What you are asked to do: Begin with the first line of the entries below and reproduce each line exactly, ending with the line that holds "in writing, software".

Dataset excerpts:
//! Copyright © 2025-2026 Wenze Wei. All Rights Reserved.
//!
//! This file is part of Zic.
//! The Zic project belongs to the Dunimd Team.
//!
//! Licensed under the Apache License, Version 2.0 (the "License");
//! You may not use this file except in compliance with the License.
//! You may obtain a copy of the License at
//!
//!     http://www.apache.org/licenses/LICENSE-2.0
//!
//! Unless required by applicable law or agreed to in writing, software
//! distributed under the License is distributed on an "AS IS" BASIS,
//! WITHOUT WARRANTIES OR CONDITIONS OF ANY KIND, either express or implied.
//! See the License for the specific language governing permissions and
//! limitations under the License.

//! # Zic Fragment Module
//!
//! A [`ZiFragment`] is the run-time artifact of one compiled rule: a callable
//! that receives the current value and the per-call [`ZiScope`], performs its
//! check or transform, and returns the (possibly transformed) value. Fragments
//! close over their nested fragments, so a compiled validator is a fixed call
//! graph with no lookup by rule tag.
//!
//! ## Execution Capability
//!
//! Every validator runs in exactly one [`ZiExecutionMode`]. The two modes are
//! modelled by the [`ZiExecution`] trait:
//!
//! - [`ZiImmediate`]: stages are plain function calls; their futures are
//!   already complete when created.
//! - [`ZiSuspending`]: stages return boxed futures that are awaited one at a
//!   time.
//!
//! Composite rules implement [`ZiRunner`] once, generically over `E:
//! ZiExecution`, and [`ZiExecution::seal`] turns the runner into the fragment
//! variant of the active mode. Sequencing logic is therefore written once and
//! behaves identically in both modes.
//!
//! ## Run-time Path
//!
//! The scope keeps the current path as a stack of [`ZiSegment`]s. It is only
//! rendered into a dotted string when a record is appended.

use std::fmt::{self, Write as _};
use std::future::Future;
use std::sync::Arc;

use futures::future::{self, BoxFuture, FutureExt};
use serde_json::Value;

use crate::context::ZiExecutionMode;
use crate::errors::{Result, ZiError};
use crate::messages::ZiMessages;
use crate::record::{ZiErrorCollector, ZiErrorRecord, ZiIssue, ZiOutcome};

/// Body of a fragment compiled for [`ZiExecutionMode::Sync`].
pub type ZiImmediateFn = dyn Fn(Value, &mut ZiScope) -> Value + Send + Sync;

/// Body of a fragment compiled for [`ZiExecutionMode::Async`].
pub type ZiSuspendingFn =
    dyn for<'s> Fn(Value, &'s mut ZiScope) -> BoxFuture<'s, Value> + Send + Sync;

/// One step of a field path.
#[derive(Clone, Debug, PartialEq, Eq)]
pub enum ZiSegment {
    /// Object key.
    Key(Arc<str>),
    /// Array element at run time.
    Index(usize),
    /// Array element placeholder in compile-time labels.
    Items,
}

/// Renders segments as `a.b[0].c`.
pub(crate) fn render_path(segments: &[ZiSegment]) -> String {
    let mut out = String::new();
    for segment in segments {
        match segment {
            ZiSegment::Key(key) => {
                if !out.is_empty() {
                    out.push('.');
                }
                out.push_str(key);
            }
            ZiSegment::Index(index) => {
                let _ = write!(out, "[{index}]");
            }
            ZiSegment::Items => out.push_str("[]"),
        }
    }
    out
}

/// Per-call execution state: the error list and the current path.
///
/// A fresh scope is created for every validator call and passed by mutable
/// reference through every nesting level, so no two calls ever share one.
pub struct ZiScope {
    errors: ZiErrorCollector,
    path: Vec<ZiSegment>,
    messages: Arc<ZiMessages>,
}

impl Default for ZiScope {
    fn default() -> Self {
        Self::new(Arc::new(ZiMessages::default()))
    }
}

impl ZiScope {
    pub fn new(messages: Arc<ZiMessages>) -> Self {
        Self {
            errors: ZiErrorCollector::new(),
            path: Vec::new(),
            messages,
        }
    }

    /// Number of records appended so far in this call.
    pub fn error_count(&self) -> usize {
        self.errors.len()
    }

    pub fn errors(&self) -> &[ZiErrorRecord] {
        self.errors.records()
    }

    pub fn path(&self) -> &[ZiSegment] {
        &self.path
    }

    /// Current path rendered as a dotted string.
    pub fn field(&self) -> String {
        render_path(&self.path)
    }

    /// Appends a record for `issue` at the current path.
    pub fn report(&mut self, issue: ZiIssue) {
        let field = self.field();
        let message = issue.message.or_else(|| {
            self.messages.render(
                &issue.kind,
                &field,
                issue.actual.as_ref(),
                issue.expected.as_ref(),
            )
        });
        self.errors.push(ZiErrorRecord {
            kind: issue.kind,
            field,
            actual: issue.actual,
            expected: issue.expected,
            message,
        });
    }

    /// Pushes `segment` onto the current path. Container rules call this
    /// before running a child stage and [`leave`](Self::leave) after it.
    pub fn enter(&mut self, segment: ZiSegment) {
        self.path.push(segment);
    }

    pub fn leave(&mut self) {
        self.path.pop();
    }

    /// Runs a synchronous body with `segment` pushed onto the path.
    pub fn within<T>(&mut self, segment: ZiSegment, body: impl FnOnce(&mut Self) -> T) -> T {
        self.enter(segment);
        let out = body(self);
        self.leave();
        out
    }

    pub(crate) fn into_outcome(self) -> ZiOutcome {
        ZiOutcome::from(self.errors)
    }
}

/// Executable unit produced by a rule compiler.
#[derive(Clone)]
pub enum ZiFragment {
    Immediate(Arc<ZiImmediateFn>),
    Suspending(Arc<ZiSuspendingFn>),
}

impl fmt::Debug for ZiFragment {
    fn fmt(&self, f: &mut fmt::Formatter<'_>) -> fmt::Result {
        match self {
            ZiFragment::Immediate(_) => f.write_str("ZiFragment::Immediate"),
            ZiFragment::Suspending(_) => f.write_str("ZiFragment::Suspending"),
        }
    }
}

fn suspend<F>(body: F) -> Arc<ZiSuspendingFn>
where
    F: for<'s> Fn(Value, &'s mut ZiScope) -> BoxFuture<'s, Value> + Send + Sync + 'static,
{
    Arc::new(body)
}

fn lift_immediate(body: Arc<ZiImmediateFn>) -> Arc<ZiSuspendingFn> {
    suspend(move |value, scope| future::ready(body(value, scope)).boxed())
}

impl ZiFragment {
    pub fn immediate<F>(body: F) -> Self
    where
        F: Fn(Value, &mut ZiScope) -> Value + Send + Sync + 'static,
    {
        ZiFragment::Immediate(Arc::new(body))
    }

    pub fn suspending<F>(body: F) -> Self
    where
        F: for<'s> Fn(Value, &'s mut ZiScope) -> BoxFuture<'s, Value> + Send + Sync + 'static,
    {
        ZiFragment::Suspending(suspend(body))
    }

    /// Returns the input unchanged and reports nothing.
    pub fn identity(mode: ZiExecutionMode) -> Self {
        match mode {
            ZiExecutionMode::Sync => ZiFragment::immediate(|value, _| value),
            ZiExecutionMode::Async => {
                ZiFragment::suspending(|value, _| future::ready(value).boxed())
            }
        }
    }

    pub fn mode(&self) -> ZiExecutionMode {
        match self {
            ZiFragment::Immediate(_) => ZiExecutionMode::Sync,
            ZiFragment::Suspending(_) => ZiExecutionMode::Async,
        }
    }

    /// Converts the fragment to `mode`. Immediate fragments lift into the
    /// asynchronous mode; suspending fragments cannot run synchronously.
    pub fn lift(self, mode: ZiExecutionMode) -> Result<Self> {
        match (self, mode) {
            (ZiFragment::Immediate(body), ZiExecutionMode::Async) => {
                Ok(ZiFragment::Suspending(lift_immediate(body)))
            }
            (ZiFragment::Suspending(_), ZiExecutionMode::Sync) => Err(ZiError::ExecutionMode {
                expected: ZiExecutionMode::Sync,
                actual: ZiExecutionMode::Async,
            }),
            (fragment, _) => Ok(fragment),
        }
    }
}

/// What runs after a rule succeeds.
#[derive(Clone, Debug, Default)]
pub enum ZiContinuation {
    /// Hand the value back to the caller.
    #[default]
    Return,
    /// Run this fragment on the rule's output.
    Then(ZiFragment),
}

/// Invocation capability of one execution mode.
pub trait ZiExecution: Send + Sync + Sized + 'static {
    const MODE: ZiExecutionMode;

    /// Fragment body as stored by composite runners of this mode.
    type Stage: Clone + Send + Sync + 'static;

    /// Future produced by invoking one stage.
    type Call<'s>: Future<Output = Value> + Send + 's
    where
        Self: 's;

    /// Extracts the stage body of `fragment`, lifting it if needed.
    fn stage(fragment: &ZiFragment) -> Result<Self::Stage>;

    fn call<'s>(stage: &'s Self::Stage, value: Value, scope: &'s mut ZiScope) -> Self::Call<'s>;

    /// Wraps a composite runner into a fragment of this mode.
    fn seal<R: ZiRunner<Self>>(runner: R) -> ZiFragment;
}

/// Composite control flow written once for both execution modes.
///
/// Runners sealed by [`ZiImmediate`] must only await stages obtained through
/// [`ZiExecution::call`]. A runner that awaits anything else cannot finish
/// synchronously; the call then records a `suspended` issue and yields `null`.
pub trait ZiRunner<E: ZiExecution>: Send + Sync + 'static {
    fn run<'s>(
        &'s self,
        value: Value,
        scope: &'s mut ZiScope,
    ) -> impl Future<Output = Value> + Send + 's;
}

/// Synchronous mode: stages are direct calls.
#[derive(Clone, Copy, Debug, Default)]
pub struct ZiImmediate;

/// Asynchronous mode: stages are awaited one after another.
#[derive(Clone, Copy, Debug, Default)]
pub struct ZiSuspending;

impl ZiExecution for ZiImmediate {
    const MODE: ZiExecutionMode = ZiExecutionMode::Sync;

    type Stage = Arc<ZiImmediateFn>;
    type Call<'s> = future::Ready<Value>;

    fn stage(fragment: &ZiFragment) -> Result<Self::Stage> {
        match fragment {
            ZiFragment::Immediate(body) => Ok(Arc::clone(body)),
            ZiFragment::Suspending(_) => Err(ZiError::ExecutionMode {
                expected: ZiExecutionMode::Sync,
                actual: ZiExecutionMode::Async,
            }),
        }
    }

    fn call<'s>(stage: &'s Self::Stage, value: Value, scope: &'s mut ZiScope) -> Self::Call<'s> {
        future::ready(stage(value, scope))
    }

    fn seal<R: ZiRunner<Self>>(runner: R) -> ZiFragment {
        ZiFragment::immediate(move |value, scope| {
            let finished = runner.run(value, scope).now_or_never();
            match finished {
                Some(value) => value,
                None => {
                    log::error!("synchronous runner suspended at '{}'", scope.field());
                    scope.report(ZiIssue::new("suspended"));
                    Value::Null
                }
            }
        })
    }
}

impl ZiExecution for ZiSuspending {
    const MODE: ZiExecutionMode = ZiExecutionMode::Async;

    type Stage = Arc<ZiSuspendingFn>;
    type Call<'s> = BoxFuture<'s, Value>;

    fn stage(fragment: &ZiFragment) -> Result<Self::Stage> {
        match fragment {
            ZiFragment::Suspending(body) => Ok(Arc::clone(body)),
            ZiFragment::Immediate(body) => Ok(lift_immediate(Arc::clone(body))),
        }
    }

    fn call<'s>(stage: &'s Self::Stage, value: Value, scope: &'s mut ZiScope) -> Self::Call<'s> {
        stage(value, scope)
    }

    fn seal<R: ZiRunner<Self>>(runner: R) -> ZiFragment {
        let runner = Arc::new(runner);
        ZiFragment::suspending(move |value, scope| {
            let runner = Arc::clone(&runner);
            async move { runner.run(value, scope).await }.boxed()
        })
    }
}

/// Expands `$body` once per execution mode with `$exec` bound to the mode's
/// [`ZiExecution`] type.
macro_rules! with_execution {
    ($mode:expr, $exec:ident => $body:expr) => {
        match $mode {
            $crate::context::ZiExecutionMode::Sync => {
                type $exec = $crate::fragment::ZiImmediate;
                $body
            }
            $crate::context::ZiExecutionMode::Async => {
                type $exec = $crate::fragment::ZiSuspending;
                $body
            }
        }
    };
}

pub(crate) use with_execution;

Response to this task:
//! Copyright © 2025-2026 Wenze Wei. All Rights Reserved.
//!
//! This file is part of Zic.
//! The Zic project belongs to the Dunimd Team.
//!
//! Licensed under the Apache License, Version 2.0 (the "License");
//! You may not use this file except in compliance with the License.
//! You may obtain a copy of the License at
//!
//!     http://www.apache.org/licenses/LICENSE-2.0
//!
//! Unless required by applicable law or agreed to in writing, software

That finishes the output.